DIRECTIONS FOR THIS TASK
Every line in the records below between the one holding "for a business-process-management" and the one holding "list, and the", inclusive, is to be set down exactly; all other lines are to be left out.
== Segment start ==
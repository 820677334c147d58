//! Unit tests for the canceled-request list.
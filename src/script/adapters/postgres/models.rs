//! Diesel row models for script persistence.

use super::schema::scripts;
use chrono::{DateTime, Utc};
use diesel::prelude::*;

/// Query result row for script records.
#[derive(Debug, Clone, Queryable, Selectable)]
#[diesel(table_name = scripts)]
#[diesel(check_for_backend(diesel::pg::Pg))]
pub struct ScriptRow {
    /// Script identifier.
    pub id: uuid::Uuid,
    /// Owning process identifier.
    pub process_id: uuid::Uuid,
    /// Unique script title.
    pub title: String,
    /// Script description.
    pub description: String,
    /// Language tag.
    pub language: String,
    /// Source code body.
    pub code: String,
    /// Creation timestamp.
    pub created_at: DateTime<Utc>,
    /// Last update timestamp.
    pub updated_at: DateTime<Utc>,
}

/// Insert model for script records.
#[derive(Debug, Clone, Insertable)]
#[diesel(table_name = scripts)]
pub struct NewScriptRow {
    /// Script identifier.
    pub id: uuid::Uuid,
    /// Owning process identifier.
    pub process_id: uuid::Uuid,
    /// Unique script title.
    pub title: String,
    /// Script description.
    pub description: String,
    /// Language tag.
    pub language: String,
    /// Source code body.
    pub code: String,
    /// Creation timestamp.
    pub created_at: DateTime<Utc>,
    /// Last update timestamp.
    pub updated_at: DateTime<Utc>,
}

/// Changeset applied when a script is updated.
#[derive(Debug, Clone, AsChangeset)]
#[diesel(table_name = scripts)]
pub struct ScriptChangesetRow {
    /// New title.
    pub title: String,
    /// New description.
    pub description: String,
    /// New language tag.
    pub language: String,
    /// New source code body.
    pub code: String,
    /// New update timestamp.
    pub updated_at: DateTime<Utc>,
}
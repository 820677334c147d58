//! Palladio: administrative back end for a business-process-management
//! platform.
//!
//! This crate owns the relational schema and the REST surface for processes,
//! process scripts, the canceled-request reporting list, and the
//! configuration model of the Data Connector process-model element.
//!
//! # Architecture
//!
//! Palladio follows hexagonal architecture principles:
//!
//! - **Domain**: Pure business logic with no infrastructure dependencies
//! - **Ports**: Abstract trait interfaces for persistence
//! - **Adapters**: In-memory and `PostgreSQL` implementations of ports
//! - **Services**: Validation and orchestration over the ports
//!
//! # Modules
//!
//! - [`process`]: Process catalogue that scopes scripts
//! - [`script`]: Script resource lifecycle (create, list, read, update, delete)
//! - [`cancellation`]: Append-only canceled-request reporting list
//! - [`connector`]: Data Connector element configuration and request-data mapping
//! - [`api`]: axum router exposing the versioned REST API
//! - [`config`]: Environment-driven server configuration
//! - [`db`]: Connection pooling and embedded schema migrations

pub mod api;
pub mod cancellation;
pub mod config;
pub mod connector;
pub mod db;
pub mod pagination;
pub mod process;
pub mod script;
pub mod validation;
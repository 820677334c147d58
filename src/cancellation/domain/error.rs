//! Error types for canceled-request domain values.

use thiserror::Error;

/// Errors returned while constructing canceled-request domain values.
#[derive(Debug, Clone, Error, PartialEq, Eq)]
pub enum CancellationDomainError {
    /// The UID is empty after trimming.
    #[error("The UID must not be empty.")]
    EmptyUid,

    /// The UID exceeds 32 characters.
    #[error("The UID may not be greater than 32 characters.")]
    UidTooLong,

    /// The UID contains characters other than ASCII letters and digits.
    #[error("The UID may only contain letters and numbers.")]
    UidNotAlphanumeric,

    /// The priority is not one of `1` to `5`.
    #[error("The selected priority '{0}' is invalid.")]
    InvalidPriority(String),
}
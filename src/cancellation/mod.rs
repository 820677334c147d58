//! Canceled-request reporting list.
//!
//! When a running request is canceled the workflow engine records a
//! denormalised row here so reports can list cancellations per user or per
//! process without joining the live case tables. Rows are append-only:
//! they are recorded once, never updated, and removed only by purge.
//!
//! - Domain types in [`domain`]
//! - Port contracts in [`ports`]
//! - Adapter implementations in [`adapters`]
//! - Orchestration services in [`services`]

pub mod adapters;
pub mod domain;
pub mod ports;
pub mod services;

#[cfg(test)]
mod tests;
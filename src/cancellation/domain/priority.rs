//! Delegation priority levels.

use super::CancellationDomainError;
use serde::{Deserialize, Serialize};
use std::fmt;

/// Priority of the delegation that was active when a request was canceled.
///
/// Stored as the digit string `1` (very high) to `5` (very low).
#[derive(Debug, Clone, Copy, Default, PartialEq, Eq, Hash, Serialize, Deserialize)]
pub enum DelegationPriority {
    /// Priority `1`.
    #[serde(rename = "1")]
    VeryHigh,
    /// Priority `2`.
    #[serde(rename = "2")]
    High,
    /// Priority `3`, the default.
    #[default]
    #[serde(rename = "3")]
    Normal,
    /// Priority `4`.
    #[serde(rename = "4")]
    Low,
    /// Priority `5`.
    #[serde(rename = "5")]
    VeryLow,
}

impl DelegationPriority {
    /// Returns the stored digit string.
    #[must_use]
    pub const fn as_str(self) -> &'static str {
        match self {
            Self::VeryHigh => "1",
            Self::High => "2",
            Self::Normal => "3",
            Self::Low => "4",
            Self::VeryLow => "5",
        }
    }
}

impl fmt::Display for DelegationPriority {
    fn fmt(&self, f: &mut fmt::Formatter<'_>) -> fmt::Result {
        f.write_str(self.as_str())
    }
}

impl TryFrom<&str> for DelegationPriority {
    type Error = CancellationDomainError;

    fn try_from(value: &str) -> Result<Self, Self::Error> {
        match value.trim() {
            "1" => Ok(Self::VeryHigh),
            "2" => Ok(Self::High),
            "3" => Ok(Self::Normal),
            "4" => Ok(Self::Low),
            "5" => Ok(Self::VeryLow),
            _ => Err(CancellationDomainError::InvalidPriority(value.to_owned())),
        }
    }
}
== Segment end ==
WRITTEN RESPONSE
//! Palladio: administrative back end for a business-process-management
//! platform.
//!
//! This crate owns the relational schema and the REST surface for processes,
//! process scripts, the canceled-request reporting list, and the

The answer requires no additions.